How to Get Gattex (teduglutide) Covered by Humana in Michigan: Forms, Appeals, and Provider Scripts

Quick Answer: Getting Gattex Covered by Humana in Michigan

Gattex (teduglutide) requires prior authorization from Humana for short bowel syndrome with parenteral nutrition dependence. Your fastest path: Have your gastroenterologist submit a PA request via Humana's electronic portal with complete documentation (SBS diagnosis with ICD-10 K90.82, current PN regimen details, failed enteral therapies, and recent colonoscopy). Humana commits to 1-business-day decisions for complete electronic requests by 2026. If denied, you have 65 days to appeal and can request Michigan's external review within 127 days for a binding decision.

Start today: Call Humana at 800-867-6601 to confirm your plan's formulary status and get the current PA portal link.

Table of Contents

1. Before You Start: Plan and Coverage Verification
2. What You Need to Gather
3. Submit Your Prior Authorization Request
4. Follow-Up and Timelines
5. Handling Information Requests
6. If Your Request is Denied
7. Renewal and Re-authorization
8. Common Denial Reasons and Solutions
9. Appeals Process in Michigan
10. Quick Reference Checklist
11. FAQ

Before You Start: Plan and Coverage Verification

Confirm Your Humana Plan Type

Gattex coverage varies by plan type. Check your member ID card for:

• Medicare Advantage (Part C) or Part D: Most Gattex approvals fall under Part D pharmacy benefits
• Commercial/Employer: Different PA requirements may apply
• Medicaid/Dual Eligible: Michigan Medicaid expansion may have specific protocols

Tip: Call the number on your ID card to confirm which benefit covers Gattex for your specific plan.

Verify Formulary Status

Use Humana's Drug List search tool to check:

• Formulary tier placement
• Prior authorization requirements
• Step therapy protocols
• Quantity limits
• Preferred specialty pharmacy requirements

Specialty Pharmacy Requirements

Humana typically requires Gattex to be dispensed through CenterWell Specialty Pharmacy rather than retail pharmacies. Call 844-486-2668 to confirm network status and home delivery to your Michigan address.

What You Need to Gather

Clinical Documentation Checklist

Diagnosis Requirements:

• Short bowel syndrome diagnosis with ICD-10 code K90.82, K90.821, or K90.822
• Operative reports showing resection details and remaining bowel length
• Documentation of colon-in-continuity status

Parenteral Nutrition Evidence:

• Current PN regimen (volume, days per week, calories, duration)
• PN logs showing dependence for ≥12 months
• Documentation of failed enteral nutrition attempts
• Weight trends and nutritional status

Safety Screening:

• Recent colonoscopy results (required due to Gattex's boxed warning)
• Cancer screening documentation
• Baseline labs (liver function, electrolytes, albumin)

Prior Therapies:

• Failed medications (antidiarrheals, antisecretory agents)
• Dietary modifications attempted
• Previous surgical interventions

Note: Counterforce Health helps patients and clinicians compile evidence-backed appeals by identifying specific denial reasons and matching them with the right clinical evidence and policy citations.

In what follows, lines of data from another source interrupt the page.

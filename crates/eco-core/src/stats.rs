//! Population statistics snapshots and running aggregates.

use serde::{Deserialize, Serialize};

/// One sample fed into [`PopulationStats::from_samples`]
#[derive(Debug, Clone, Copy)]
pub struct EntitySample {
    pub energy: f64,
    pub age: u64,
    pub mutation_load: f64,
}

/// Snapshot of the living population at the end of a tick
#[derive(Debug, Clone, Default, PartialEq, Serialize, Deserialize)]
pub struct PopulationStats {
    pub tick: u64,
    pub living: usize,
    pub mean_energy: f64,
    pub min_energy: f64,
    pub max_energy: f64,
    pub total_energy: f64,
    pub mean_age: f64,
    pub mean_mutation_load: f64,
    pub plants: usize,
    pub active_events: usize,
}

impl PopulationStats {
    pub fn from_samples<I>(tick: u64, samples: I, plants: usize, active_events: usize) -> Self
    where
        I: IntoIterator<Item = EntitySample>,
    {
        let mut stats = Self {
            tick,
            plants,
            active_events,
            min_energy: f64::INFINITY,
            max_energy: f64::NEG_INFINITY,
            ..Default::default()
        };

        let mut age_sum = 0u64;
        let mut mutation_sum = 0.0;
        for sample in samples {
            stats.living += 1;
            stats.total_energy += sample.energy;
            stats.min_energy = stats.min_energy.min(sample.energy);
            stats.max_energy = stats.max_energy.max(sample.energy);
            age_sum += sample.age;
            mutation_sum += sample.mutation_load;
        }

        if stats.living == 0 {
            stats.min_energy = 0.0;
            stats.max_energy = 0.0;
            return stats;
        }

        let n = stats.living as f64;
        stats.mean_energy = stats.total_energy / n;
        stats.mean_age = age_sum as f64 / n;
        stats.mean_mutation_load = mutation_sum / n;
        stats
    }

    /// Relative difference of the mean energy against another snapshot
    pub fn mean_energy_delta(&self, other: &PopulationStats) -> f64 {
        let scale = self.mean_energy.abs().max(other.mean_energy.abs());
        if scale == 0.0 {
            return 0.0;
        }
        (self.mean_energy - other.mean_energy).abs() / scale
    }
}

/// Running aggregate across ticks
#[derive(Debug, Clone, Default, Serialize, Deserialize)]
pub struct StatsAccumulator {
    pub samples: u64,
    pub avg_living: f64,
    pub avg_mean_energy: f64,
    pub peak_living: usize,
    pub peak_active_events: usize,
}

impl StatsAccumulator {
    pub fn new() -> Self {
        Self::default()
    }

    /// Fold one snapshot in (incremental mean)
    pub fn update(&mut self, stats: &PopulationStats) {
        let n = self.samples as f64;
        let new_n = n + 1.0;

        self.avg_living = (self.avg_living * n + stats.living as f64) / new_n;
        self.avg_mean_energy = (self.avg_mean_energy * n + stats.mean_energy) / new_n;
        self.peak_living = self.peak_living.max(stats.living);
        self.peak_active_events = self.peak_active_events.max(stats.active_events);
        self.samples += 1;
    }
}

#[cfg(test)]
mod tests {
    use super::*;

    fn sample(energy: f64, age: u64) -> EntitySample {
        EntitySample {
            energy,
            age,
            mutation_load: 0.1,
        }
    }

    #[test]
    fn test_from_samples() {
        let stats = PopulationStats::from_samples(3, vec![sample(10.0, 2), sample(30.0, 4)], 5, 1);
        assert_eq!(stats.living, 2);
        assert_eq!(stats.mean_energy, 20.0);
        assert_eq!(stats.min_energy, 10.0);
        assert_eq!(stats.max_energy, 30.0);
        assert_eq!(stats.mean_age, 3.0);
        assert_eq!(stats.plants, 5);
    }

    #[test]
    fn test_empty_population() {
        let stats = PopulationStats::from_samples(0, Vec::new(), 0, 0);
        assert_eq!(stats.living, 0);
        assert_eq!(stats.mean_energy, 0.0);
        assert_eq!(stats.min_energy, 0.0);
    }

    #[test]
    fn test_mean_energy_delta() {
        let a = PopulationStats::from_samples(0, vec![sample(100.0, 0)], 0, 0);
        let b = PopulationStats::from_samples(0, vec![sample(96.0, 0)], 0, 0);
        assert!((a.mean_energy_delta(&b) - 0.04).abs() < 1e-9);
    }

    #[test]
    fn test_accumulator_update() {
        let mut acc = StatsAccumulator::new();
        acc.update(&PopulationStats::from_samples(0, vec![sample(10.0, 0)], 0, 2));
        acc.update(&PopulationStats::from_samples(1, vec![sample(20.0, 0), sample(40.0, 0)], 0, 1));

        assert_eq!(acc.samples, 2);
        assert_eq!(acc.avg_living, 1.5);
        assert_eq!(acc.avg_mean_energy, 20.0);
        assert_eq!(acc.peak_living, 2);
        assert_eq!(acc.peak_active_events, 2);
    }
}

Submit Your Prior Authorization Request

Electronic Submission (Preferred)

Humana prioritizes electronic prior authorization (ePA) and commits to 1-business-day decisions for complete requests by January 2026. Access through:

• Humana provider portal
• Integrated EHR systems
• Third-party ePA platforms

Alternative Submission Methods

Phone: 800-867-6601 for Part D appeals and PA inquiries

Fax/Mail: Use forms from Humana's PA resources (verify current fax number on the form)

Medical Necessity Letter Components

Your gastroenterologist should include:

1. Patient identification and Humana member ID
2. Primary diagnosis: Short bowel syndrome (K90.82) with underlying etiology
3. Clinical history: Surgical details, remaining bowel length, adaptation period
4. Current status: PN dependence documentation with specific regimen details
5. Failed therapies: Enteral nutrition trials, medications, dietary modifications
6. Treatment goals: Specific PN reduction targets and monitoring plan
7. Safety considerations: Cancer screening completion and monitoring plan

Follow-Up and Timelines

Standard Timelines

Coverage Determinations:

• Standard requests: 72 hours
• Expedited requests: 24 hours

Part D Appeals:

• Standard: 7 calendar days
• Expedited: 72 hours maximum

When to Follow Up

• Day 3: Call to confirm receipt if no acknowledgment
• Day 5: Request status update for standard requests
• Day 1: Follow up on expedited requests if no response

Sample Follow-Up Script

"This is [name] calling about prior authorization request [reference number] for Gattex submitted on [date]. Can you confirm the status and expected decision timeline? If additional information is needed, what specifically is required?"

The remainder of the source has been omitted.